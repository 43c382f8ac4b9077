//! Escape Core: stage progression and contribution ledger
//!
//! Pure functions over plain data. Nothing in this crate performs I/O; the
//! codec at the persistence boundary is where untrusted JSON gets normalized.

pub mod contribution;
pub mod data_model;
pub mod error;
pub mod normalize;
pub mod progression;
pub mod scene;

pub use contribution::record_contribution;
pub use data_model::{decode, encode, ProgressKey, StoredProgress, TeamEscapeProgress};
pub use error::EscapeError;
pub use progression::{advance, AdvanceInput, AdvanceOutcome};
pub use scene::{ContributionLedger, SceneState, StageLedger};
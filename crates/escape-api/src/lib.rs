//! Escape API /v1: answer submission and team progress over HTTP
pub mod catalog;
pub mod config;
pub mod error;
pub mod handlers;
pub mod metrics;
pub mod middleware;
pub mod state;
pub mod store;
pub mod submit;

pub use catalog::Catalog;
pub use config::ApiConfig;
pub use error::ApiError;
pub use state::AppState;

use axum::{
    routing::{get, post},
    Router,
};
use tower_http::trace::TraceLayer;

pub fn create_app(state: AppState) -> Router {
    Router::new()
        .route(
            "/v1/rooms/{room_id}/teams/{team_id}/submit",
            post(handlers::submit_answer),
        )
        .route(
            "/v1/rooms/{room_id}/teams/{team_id}/progress",
            get(handlers::get_progress),
        )
        .route(
            "/v1/rooms/{room_id}/teams/{team_id}/stages/{stage_index}/contributions",
            get(handlers::get_contributions),
        )
        .route(
            "/v1/rooms/{room_id}/teams/{team_id}/reset",
            post(handlers::reset_progress),
        )
        .route("/v1/metrics", get(handlers::metrics))
        .route("/v1/health", get(handlers::health))
        .layer(axum::middleware::from_fn(middleware::log_requests))
        .layer(middleware::cors())
        .layer(TraceLayer::new_for_http())
        .with_state(state)
}

pub async fn run(state: AppState) -> std::io::Result<()> {
    let addr = state.config.addr.clone();
    let app = create_app(state);
    let listener = tokio::net::TcpListener::bind(&addr).await?;

    tracing::info!("Escape API listening on {}", addr);
    axum::serve(listener, app).await
}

· · · ·

** ACTION ITEM **
Search the entries for the string "middleware" and collect each line that has it.

** RESPONSE TO THE EXERCISE **
pub mod middleware;
        .layer(axum::middleware::from_fn(middleware::log_requests))
        .layer(middleware::cors())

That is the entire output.